HOŞGÖRÜ VE DAYANIŞMA
Meyer-Landrut, bu yılki Avrupa Günü kutlamalarının farklı bir boyutu daha olduğunu, “Avrupa Günü bu yıl güzel bir tesadüfle ramazan ayına denk geldi. Avrupa Günü de dayanışma, paylaşma, hoşgörü ve saygı demektir. Avrupa Günü vesilesiyle bu yıl ihtiyacı olan ailelere ramazan paketi gönderiyoruz. Önceki yıllarda iftar vermiştik, bu yıl iftar veremiyoruz. Ramazan ve Avrupa Günü, hoşgörü, dayanışma ve birliktelikle ilgili ortak bir mesaj veriyor” sözleriyle ifade etti.
‘İŞBİRLİĞİ YAPILABİLECEK BİRÇOK KONU VAR’
Türkiye-AB ilişkilerindeki son dönemi değerlendiren Meyer-Landrut, şunları söyledi: “Son aylarda gördüğümüz şey şu ki, Türkiye ve Avrupa’nın gönüllülüğüyle adım adım elde edilen ilerleme, ilişkilerde olumlu gündem dediğimiz durumu geliştirdi. Bu olumlu gündemin etrafındaki konular elbette, Gümrük Birliği’nin güncellenmesine yönelik ekonomik ve ticari konular. Öte yandan sağlık, COVID-19 salgını veya iklim sorunlarıyla mücadele konularında işbirliği de var. Bunun yanı sıra göç yönetimi ve aynı zamanda mülteci yardımında sürekli bir işbirliğine de ihtiyaç vardır. Dolayısıyla işbirliği yapabileceğimiz birçok konu var.”

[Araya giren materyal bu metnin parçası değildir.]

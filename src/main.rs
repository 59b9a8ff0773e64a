use std::net::{Ipv4Addr, SocketAddr};
use std::sync::Arc;

use anyhow::{Context, Result};
use env_logger::Env;
use serde::Deserialize;

use image_gateway::inference::OpenRouteClient;
use image_gateway::keystore::PocketBaseClient;
use image_gateway::router::app_router;
use image_gateway::state::AppState;

#[derive(Deserialize, Debug)]
struct EnvVars {
    #[serde(default = "default_listen_addr")]
    host: Ipv4Addr,
    #[serde(default = "default_port")]
    port: u16,

    /// Bearer token for the inference endpoint. Required: refusing to start
    /// beats serving requests we cannot authenticate upstream.
    openrouter_api_key: String,
    #[serde(default = "default_openrouter_base_url")]
    openrouter_base_url: String,
    #[serde(default = "default_model")]
    model: String,

    #[serde(default = "default_pocketbase_url")]
    pocketbase_url: String,
    #[serde(default = "default_auth_collection")]
    auth_collection: String,
}

fn default_listen_addr() -> Ipv4Addr {
    Ipv4Addr::new(127, 0, 0, 1)
}

fn default_port() -> u16 {
    8000
}

fn default_openrouter_base_url() -> String {
    String::from("https://openrouter.ai/api/v1")
}

fn default_model() -> String {
    String::from("google/gemini-2.5-flash-image-preview:free")
}

fn default_pocketbase_url() -> String {
    String::from("http://127.0.0.1:8090")
}

fn default_auth_collection() -> String {
    String::from("shouban")
}

#[tokio::main]
async fn main() -> Result<()> {
    env_logger::init_from_env(Env::default().default_filter_or("info"));

    let env: EnvVars = envy::from_env().context("missing or invalid environment configuration")?;
    log::info!(
        "configured: model={} store={} collection={}",
        &env.model,
        &env.pocketbase_url,
        &env.auth_collection
    );

    let store = PocketBaseClient::new(env.pocketbase_url, env.auth_collection)
        .context("failed to build record store client")?;
    let generator = OpenRouteClient::new(
        env.openrouter_base_url,
        env.openrouter_api_key,
        env.model.clone(),
    )
    .context("failed to build inference client")?;

    let state = AppState {
        store: Arc::new(store),
        generator: Arc::new(generator),
        model: env.model,
    };

    let app = app_router().with_state(state);

    let listen_addr: SocketAddr = format!("{}:{}", &env.host, &env.port)
        .parse()
        .context("invalid bind addr")?;
    log::info!("listening on {}", &listen_addr);
    axum::Server::bind(&listen_addr)
        .serve(app.into_make_service())
        .await
        .context("failed to start axum server")?;

    Ok(())
}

‘KADINLAR VE GENÇ KIZLAR GÜÇLENDİRİLMELİ’
Türkiye’deki farklı AB projelerinin toplumun çok farklı kesimlerinden insanların hayatlarını olumlu etkilediğini görmekten mutlu olduklarını söyleyen Meyer-Landrut, bu bağlamda cinsiyet eşitliğinin, kadınların ve genç kızların güçlendirilmesinin çok önemli olduğunu kaydetti. Meyer-Landrut, COVID-19 salgınından önce de dünya genelinde kadınların iş fırsatları elde etmede zorlandığını ve aile içi şiddet gördüğünü, salgınla birlikte kadınların yaşamının daha da zorlaştığını belirterek, İstanbul Sözleşmesi’ne bu nedenle önem verdiklerini dile getirdi.
1985 YILINDA ALINAN KARAR İLE KUTLANIYOR
9 Mayıs 1950 tarihinde Fransız Dışişleri Bakanı Robert Schuman, daha sistematik ve organize bir Avrupa kurmak gayesiyle bir kanun teklifi açıklamıştı. “Schuman Bildirisi” olarak da bilinen bu tasarı, bugün AB’nin yapıtaşı olarak görülüyor. 1985 yılında da Milano’da yapılan zirve sonrasında 9 Mayıs’ın, “Avrupa Günü” olarak kutlanması kararı alındı.